The bad-news recipients are characterized as “millions of Social Security recipients, disabled veterans and retirees.” They are wholly dependent on government for their incomes, which are now – for the second year in a row – “historically small.” And, to top it off, “the exact size of the cost-of-living adjustment, or COLA, won’t be known until the Labor Department releases the inflation report for September. That was supposed to happen Wednesday, but the report was delayed by the government shutdown. [emphasis added]…The Social Security Administration has given no indication that raises would be delayed because of the shutdown, but advocates for seniors said the uncertainty was unwelcome…More than one-fifth of the country is waiting for the news.”

A story can also be slanted by what is left out as well as what is included. While Mr. Ohlemacher’s story plants the impression of seniors as badly used by the CPI, economist Michael Boskin has the opposite impression in his Wall Street Journal op-eds over the years. In 2005, Boskin estimated that CPI indexing overestimated inflation by 80-90 basis points, or nearly one full percentage point. More recently, n the course of listing numerous ways in which the federal government can save money by eliminating waste, fraud and abuse in its budget, Boskin suggests switching Social Security indexation to the chained CPI, which would estimate inflation more conservatively than does the current version. (The chained CPI would adjust the index every month for “upper-level substitution bias” – a recondite way of describing the fact that the index currently captures economic substitution induced by price changes better for close substitute goods than for more distant substitutes.) Formerly, straight-news stories would have cited opposing views like this one, for “balance.” These days, a balanced story is a rarity.

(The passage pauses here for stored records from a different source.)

use crate::backend::{Backend, TransportFactory};
use crate::config::Rendezvous;
use crate::errors::{DdpError, Result};
use crate::tensor::Tensor;
use crate::transport::{ReduceOp, Transport};
use std::fmt;
use std::sync::Mutex;
use tracing::{debug, info, warn};
use uuid::Uuid;

/// Handle on an initialized process group.
///
/// The underlying transport is shut down exactly once: by [`destroy`](Self::destroy)
/// when called, otherwise when the handle is dropped (which includes unwinding
/// out of a panicking user function).
pub struct ProcessGroup {
    backend: Backend,
    rank: usize,
    world_size: usize,
    group_id: Option<Uuid>,
    transport: Mutex<Option<Box<dyn Transport>>>,
}

impl fmt::Debug for ProcessGroup {
    fn fmt(&self, f: &mut fmt::Formatter<'_>) -> fmt::Result {
        f.debug_struct("ProcessGroup")
            .field("backend", &self.backend)
            .field("rank", &self.rank)
            .field("world_size", &self.world_size)
            .field("group_id", &self.group_id)
            .finish()
    }
}

impl ProcessGroup {
    /// Join the group described by `rendezvous` through `factory`.
    pub fn init(
        factory: &dyn TransportFactory,
        rendezvous: &Rendezvous,
        rank: usize,
        world_size: usize,
    ) -> Result<Self> {
        if world_size == 0 || rank >= world_size {
            return Err(DdpError::InvalidRank { rank, world_size });
        }

        info!(
            backend = %factory.backend(),
            rank,
            world_size,
            endpoint = %rendezvous.endpoint(),
            "Initializing process group"
        );

        let transport = factory.connect(rendezvous, rank, world_size)?;
        let group = Self::from_transport(transport);

        info!(
            backend = %group.backend,
            rank,
            world_size,
            group_id = ?group.group_id,
            "Process group initialized"
        );
        Ok(group)
    }

    /// Wrap an already connected transport.
    pub fn from_transport(transport: Box<dyn Transport>) -> Self {
        Self {
            backend: transport.backend(),
            rank: transport.rank(),
            world_size: transport.world_size(),
            group_id: transport.group_id(),
            transport: Mutex::new(Some(transport)),
        }
    }

    pub fn rank(&self) -> usize {
        self.rank
    }

    pub fn world_size(&self) -> usize {
        self.world_size
    }

    pub fn backend(&self) -> Backend {
        self.backend
    }

    pub fn group_id(&self) -> Option<Uuid> {
        self.group_id
    }

    pub fn is_main_process(&self) -> bool {
        self.rank == 0
    }

    /// Overwrite `buffer` on every rank with the copy held by `src`.
    pub fn broadcast(&self, buffer: &mut [f32], src: usize) -> Result<()> {
        self.with_transport(|t| t.broadcast(buffer, src))
    }

    /// Broadcast a tensor's data in place; shapes must agree across ranks.
    pub fn broadcast_tensor(&self, tensor: &mut Tensor, src: usize) -> Result<()> {
        self.broadcast(&mut tensor.data, src)
    }

    pub fn all_reduce(&self, buffer: &mut [f32], op: ReduceOp) -> Result<()> {
        self.with_transport(|t| t.all_reduce(buffer, op))
    }

    pub fn barrier(&self) -> Result<()> {
        debug!(rank = self.rank, "Entering barrier");
        self.with_transport(|t| t.barrier())
    }

    /// Shut the transport down and release the group.
    pub fn destroy(self) -> Result<()> {
        match self.take_transport() {
            Some(mut transport) => {
                let result = transport.shutdown();
                info!(rank = self.rank, backend = %self.backend, "Process group destroyed");
                result
            }
            None => Ok(()),
        }
    }

    fn with_transport<R>(&self, op: impl FnOnce(&mut dyn Transport) -> Result<R>) -> Result<R> {
        let mut guard = self.transport.lock().unwrap_or_else(|e| e.into_inner());
        let transport = guard.as_mut().ok_or(DdpError::ProcessGroupDestroyed)?;
        op(transport.as_mut())
    }

    fn take_transport(&self) -> Option<Box<dyn Transport>> {
        self.transport
            .lock()
            .unwrap_or_else(|e| e.into_inner())
            .take()
    }
}

impl Drop for ProcessGroup {
    fn drop(&mut self) {
        if let Some(mut transport) = self.take_transport() {
            match transport.shutdown() {
                Ok(()) => info!(rank = self.rank, "Process group released on drop"),
                Err(e) => warn!(rank = self.rank, error = %e, "Failed to shut down process group on drop"),
            }
        }
    }
}

#[cfg(test)]
mod tests {
    use super::*;
    use std::panic::{self, AssertUnwindSafe};
    use std::sync::atomic::{AtomicUsize, Ordering};
    use std::sync::Arc;
    use std::time::Duration;

    #[derive(Default)]
    struct Counters {
        shutdowns: AtomicUsize,
        barriers: AtomicUsize,
        connects: AtomicUsize,
    }

    struct FakeTransport {
        rank: usize,
        world_size: usize,
        counters: Arc<Counters>,
        fail_shutdown: bool,
    }

    impl FakeTransport {
        fn boxed(rank: usize, world_size: usize, counters: &Arc<Counters>) -> Box<dyn Transport> {
            Box::new(Self {
                rank,
                world_size,
                counters: Arc::clone(counters),
                fail_shutdown: false,
            })
        }
    }

    impl Transport for FakeTransport {
        fn backend(&self) -> Backend {
            Backend::Tcp
        }

        fn rank(&self) -> usize {
            self.rank
        }

        fn world_size(&self) -> usize {
            self.world_size
        }

        // Pretend rank `src` holds `src` everywhere
        fn broadcast(&mut self, buffer: &mut [f32], src: usize) -> Result<()> {
            buffer.iter_mut().for_each(|v| *v = src as f32);
            Ok(())
        }

        fn all_reduce(&mut self, buffer: &mut [f32], op: ReduceOp) -> Result<()> {
            if op == ReduceOp::Sum {
                buffer.iter_mut().for_each(|v| *v *= self.world_size as f32);
            }
            Ok(())
        }

        fn barrier(&mut self) -> Result<()> {
            self.counters.barriers.fetch_add(1, Ordering::SeqCst);
            Ok(())
        }

        fn shutdown(&mut self) -> Result<()> {
            self.counters.shutdowns.fetch_add(1, Ordering::SeqCst);
            if self.fail_shutdown {
                return Err(DdpError::Network("peer gone".into()));
            }
            Ok(())
        }
    }

    struct FakeFactory {
        counters: Arc<Counters>,
    }

    impl TransportFactory for FakeFactory {
        fn backend(&self) -> Backend {
            Backend::Tcp
        }

        fn probe(&self) -> Result<bool> {
            Ok(true)
        }

        fn connect(&self, _: &Rendezvous, rank: usize, world_size: usize) -> Result<Box<dyn Transport>> {
            self.counters.connects.fetch_add(1, Ordering::SeqCst);
            Ok(FakeTransport::boxed(rank, world_size, &self.counters))
        }
    }

    fn rendezvous() -> Rendezvous {
        Rendezvous {
            master_addr: "127.0.0.1".to_string(),
            master_port: 29500,
            timeout: Duration::from_secs(1),
        }
    }

    #[test]
    fn test_init_validates_rank() {
        let counters = Arc::new(Counters::default());
        let factory = FakeFactory {
            counters: Arc::clone(&counters),
        };

        let err = ProcessGroup::init(&factory, &rendezvous(), 4, 4).unwrap_err();
        assert!(matches!(err, DdpError::InvalidRank { rank: 4, world_size: 4 }));

        let err = ProcessGroup::init(&factory, &rendezvous(), 0, 0).unwrap_err();
        assert!(matches!(err, DdpError::InvalidRank { .. }));

        assert_eq!(counters.connects.load(Ordering::SeqCst), 0);
    }

    #[test]
    fn test_init_and_accessors() {
        let counters = Arc::new(Counters::default());
        let factory = FakeFactory {
            counters: Arc::clone(&counters),
        };

        let group = ProcessGroup::init(&factory, &rendezvous(), 2, 3).unwrap();
        assert_eq!(group.rank(), 2);
        assert_eq!(group.world_size(), 3);
        assert_eq!(group.backend(), Backend::Tcp);
        assert_eq!(group.group_id(), None);
        assert!(!group.is_main_process());
        assert_eq!(counters.connects.load(Ordering::SeqCst), 1);
    }

    #[test]
    fn test_collectives_delegate_to_transport() {
        let counters = Arc::new(Counters::default());
        let group = ProcessGroup::from_transport(FakeTransport::boxed(1, 4, &counters));

        let mut tensor = Tensor::filled(vec![2, 2], 9.0);
        group.broadcast_tensor(&mut tensor, 0).unwrap();
        assert_eq!(tensor.data, vec![0.0; 4]);

        let mut buffer = vec![1.0, 2.0];
        group.all_reduce(&mut buffer, ReduceOp::Sum).unwrap();
        assert_eq!(buffer, vec![4.0, 8.0]);

        group.barrier().unwrap();
        assert_eq!(counters.barriers.load(Ordering::SeqCst), 1);
    }

    #[test]
    fn test_destroy_shuts_down_once() {
        let counters = Arc::new(Counters::default());
        let group = ProcessGroup::from_transport(FakeTransport::boxed(0, 2, &counters));

        group.destroy().unwrap();
        assert_eq!(counters.shutdowns.load(Ordering::SeqCst), 1);
    }

    #[test]
    fn test_drop_shuts_down_once() {
        let counters = Arc::new(Counters::default());
        drop(ProcessGroup::from_transport(FakeTransport::boxed(0, 2, &counters)));
        assert_eq!(counters.shutdowns.load(Ordering::SeqCst), 1);
    }

    #[test]
    fn test_panic_still_releases_group() {
        let counters = Arc::new(Counters::default());
        let group = ProcessGroup::from_transport(FakeTransport::boxed(0, 2, &counters));

        let result = panic::catch_unwind(AssertUnwindSafe(move || {
            let _group = group;
            panic!("training diverged");
        }));

        assert!(result.is_err());
        assert_eq!(counters.shutdowns.load(Ordering::SeqCst), 1);
    }

    #[test]
    fn test_destroy_reports_shutdown_error() {
        let counters = Arc::new(Counters::default());
        let transport = Box::new(FakeTransport {
            rank: 1,
            world_size: 2,
            counters: Arc::clone(&counters),
            fail_shutdown: true,
        });
        let group = ProcessGroup::from_transport(transport);

        assert!(matches!(group.destroy(), Err(DdpError::Network(_))));
        assert_eq!(counters.shutdowns.load(Ordering::SeqCst), 1);
    }
}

It is tempting to believe that ideological or partisan political bias blinded the author to his egregious mistakes and nourished a single-minded search for stories that conformed to a pre-set template of “helpless victims endangered by short-sighted government shutdown.”

Another ideological agenda on display in the article is that of the victimized group. Here it is seniors. The above-quoted reference to COLA bias against senior consumption patterns is the tipoff. But there is no mention of the fact that economists warned for years that Social Security benefits over-compensated for inflation. Instead, we get bite-sized quotes from victims picked for their emotive power.

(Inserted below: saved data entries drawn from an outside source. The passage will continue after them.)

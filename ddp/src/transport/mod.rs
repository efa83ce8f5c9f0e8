//! Collective transports
//!
//! A [`Transport`] is the connected, per-rank end of a process group. The
//! crate ships one implementation, [`TcpTransport`], a socket-based
//! fallback that routes every collective through rank 0:
//!
//! ```text
//!            ┌────────┐
//!      ┌────►│ rank 0 │◄────┐
//!      │     └────────┘     │
//!      ▼          ▲         ▼
//! ┌────────┐      │    ┌────────┐
//! │ rank 1 │      ▼    │ rank 3 │
//! └────────┘  ┌────────┐└────────┘
//!             │ rank 2 │
//!             └────────┘
//! ```
//!
//! Accelerated transports (NCCL and friends) plug in through
//! [`TransportFactory`](crate::backend::TransportFactory).

pub mod tcp;
pub mod wire;

pub use tcp::{TcpTransport, TcpTransportFactory};

use crate::backend::Backend;
use crate::errors::Result;
use serde::{Deserialize, Serialize};
use uuid::Uuid;

/// Reduction applied by [`Transport::all_reduce`].
#[derive(Debug, Clone, Copy, PartialEq, Eq, Serialize, Deserialize)]
pub enum ReduceOp {
    /// Element-wise sum over all ranks
    Sum,
    /// Element-wise sum divided by the world size
    Mean,
}

/// Connected endpoint of a process group.
///
/// Every method except [`shutdown`](Transport::shutdown) is a collective:
/// all ranks must call it in the same order with compatible arguments.
pub trait Transport: Send {
    fn backend(&self) -> Backend;

    fn rank(&self) -> usize;

    fn world_size(&self) -> usize;

    /// Identifier shared by every member of the group, if the backend has one.
    fn group_id(&self) -> Option<Uuid> {
        None
    }

    /// Overwrite `buffer` on every rank with the contents held by `src`.
    fn broadcast(&mut self, buffer: &mut [f32], src: usize) -> Result<()>;

    /// Reduce `buffer` element-wise across ranks, leaving the result everywhere.
    fn all_reduce(&mut self, buffer: &mut [f32], op: ReduceOp) -> Result<()>;

    /// Block until every rank has reached the barrier.
    fn barrier(&mut self) -> Result<()>;

    /// Release connections. Calling it again is a no-op.
    fn shutdown(&mut self) -> Result<()>;
}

“‘It is very important to get the COLA because everything else you have in your life is on an upward swing, and if you’re on a downward swing, that means your quality of life is going down,’ said Gaskins [Alberta Gaskins, of the District of Columbia, who “is concerned about household bills], who retired from the Postal Service in 1989.” Somehow, the juxtaposition of Ohlemacher’s inane analysis of indexation, his dry technical explanations of COLAs and price changes and the “Gaskins Swing Index” lends a surreal aura to this article. It almost seems as though Ohlemacher approached a garden-fresh set of facts on Social Security and set out to knead, pound and stretch them into as much propaganda dough as he could mold. The result doesn’t rise and leaves a mess in the oven for the reader to deal with.

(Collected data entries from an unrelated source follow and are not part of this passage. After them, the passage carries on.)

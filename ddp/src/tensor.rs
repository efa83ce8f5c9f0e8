use serde::{Deserialize, Serialize};

/// Model parameter exchanged between ranks.
///
/// Flat `f32` storage with a row-major shape, the layout the transports
/// move over the wire.
#[derive(Debug, Clone, PartialEq, Serialize, Deserialize)]
pub struct Tensor {
    /// Flattened tensor data
    pub data: Vec<f32>,
    /// Shape of the tensor (e.g., [100] for 1D, [10, 10] for 2D)
    pub shape: Vec<usize>,
}

impl Tensor {
    /// Create a new tensor with the given data and shape
    ///
    /// # Panics
    /// Panics if the data length doesn't match the product of the shape dimensions.
    pub fn new(data: Vec<f32>, shape: Vec<usize>) -> Self {
        let expected_len: usize = shape.iter().product();
        assert_eq!(
            data.len(),
            expected_len,
            "Data length {} doesn't match shape product {}",
            data.len(),
            expected_len
        );
        Self { data, shape }
    }

    /// Create a tensor filled with zeros
    pub fn zeros(shape: Vec<usize>) -> Self {
        Self::filled(shape, 0.0)
    }

    /// Create a tensor filled with a constant value
    pub fn filled(shape: Vec<usize>, value: f32) -> Self {
        let len: usize = shape.iter().product();
        Self {
            data: vec![value; len],
            shape,
        }
    }

    pub fn len(&self) -> usize {
        self.data.len()
    }

    pub fn is_empty(&self) -> bool {
        self.data.is_empty()
    }

    /// Sum of all elements, accumulated in `f64`.
    pub fn checksum(&self) -> f64 {
        self.data.iter().map(|&v| v as f64).sum()
    }
}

Yesterday’s Hack is Today’s Hero

In the journalistic jungle of yesteryear, writers who sold their soul for a buck were called “hacks.” They were understood to be willing to say anything on behalf of anybody who paid their (not too elevated) price. Today’s front-line reporters have adopted the work habits and standards of yesterday’s hacks. But unlike the hacks, they do not suffer for it by being relegated to the fringes and netherworld of journalism. A search on Mr. Ohlemacher reveals that he writes often for salon.com, MSN and the Associated Press. Copious samples of his work are available online. His do not appear to be the credentials of a hack. But the reasoning displayed in this article is an insult to the discipline of economics. The fact that Ohlemacher’s piece includes some technical details about COLAs and their calculation does not mitigate the gravity of his offense as outlined above.

Still… there is that old adage to contend with. “Never ascribe to venality that which can be explained by mere stupidity.”